LONDON – Delta Air Lines has announced that it will stop charging its employees a $200 monthly surcharge if they are unvaccinated.
It is understood that this surcharge will end on April 30. It is also unclear how many of Delta’s employees have been paying this surcharge.
They did say, however, according to Bloomberg, that 95% of its 75,000 staff are fully vaccinated.
This surcharge was announced back in August last year as it would help defray health coverage costs, but at the same time didn’t put forward a vaccination mandate like other carriers did.
Did The Surcharge Work?
It could be suggested that because Delta has a high vaccination rate, the threat of this surcharge has worked substantially well.
For those who don’t believe in or want the vaccine, this was evidently a price to pay to stick to their values and beliefs.
But considering 95% of its staff are fully vaccinated, this may have changed the minds of quite a few employees in Delta about having the vaccine, especially if it meant being $200 less well off each month.
Such distribution of the vaccine has been a contentious topic in the United States, especially the mask mandate as well.
A Wonderous Question?: How Much Money Did Delta Make From This?
AviationSource has approached Delta Air Lines for comment regarding how much money was generated as a result of this surcharge.
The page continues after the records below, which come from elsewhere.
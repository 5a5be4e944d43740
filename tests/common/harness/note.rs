//! Builder for test notes with sensible defaults.

// Allow dead code since this is a test utility shared by several test crates
#![allow(dead_code)]

use notes::domain::Note;
use std::path::Path;

/// Builder for creating test notes.
///
/// A note starts with empty content and no tags.
#[derive(Debug, Clone)]
pub struct TestNote {
    name: String,
    content: String,
    tags: Vec<String>,
}

impl TestNote {
    /// Creates a new test note with the given name.
    ///
    /// The name may contain `/` to place the note in a subdirectory.
    pub fn new(name: impl Into<String>) -> Self {
        Self {
            name: name.into(),
            content: String::new(),
            tags: Vec::new(),
        }
    }

    /// Sets the content (builder method).
    pub fn content(mut self, content: impl Into<String>) -> Self {
        self.content = content.into();
        self
    }

    /// Adds a tag to the note.
    pub fn tag(mut self, tag: impl Into<String>) -> Self {
        self.tags.push(tag.into());
        self
    }

    /// Returns the name.
    pub fn name(&self) -> &str {
        &self.name
    }

    /// Returns the content.
    pub fn get_content(&self) -> &str {
        &self.content
    }

    /// Converts this TestNote to a domain Note stored under `root`.
    pub fn to_note(&self, root: &Path) -> Note {
        Note::new(root.join(format!("{}.note", self.name)))
            .with_content(self.content.clone())
            .with_tags(self.tags.iter().cloned())
    }
}

#[cfg(test)]
mod tests {
    use super::*;

    // ===========================================
    // TestNote Builder
    // ===========================================

    #[test]
    fn test_note_new_with_name() {
        let note = TestNote::new("groceries");
        assert_eq!(note.name(), "groceries");
        assert_eq!(note.get_content(), "");
    }

    #[test]
    fn test_note_builder_fluent() {
        let note = TestNote::new("plans/week")
            .content("ship it")
            .tag("work")
            .tag("Urgent");

        let domain_note = note.to_note(Path::new("/root"));
        assert_eq!(domain_note.path(), Path::new("/root/plans/week.note"));
        assert_eq!(domain_note.name(), "week");
        assert_eq!(domain_note.content(), "ship it");
        assert_eq!(domain_note.tags(), ["work", "Urgent"]);
    }
}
At the time of writing, they have not responded back to our query.
But either way, it would be interesting to know how much the total surcharge cost was for all unvaccinated staff at Delta Air Lines.
Whether it is the fact Delta has saved money or earned money through these surcharges remains to be seen, and we await comment from Delta on this.
This is a developing section.
It remains clear that the ending of this surcharge fee represents the next step in the post-pandemic era for Delta.
The airline will now look ahead further into the Summer 2022 season to try and secure as much revenue as possible, especially with the impending shortages ongoing in the U.S.
For Delta, it will be interesting to see how they fare and whether it can turn around the financial struggles it has had, like with any other carrier, during COVID-19.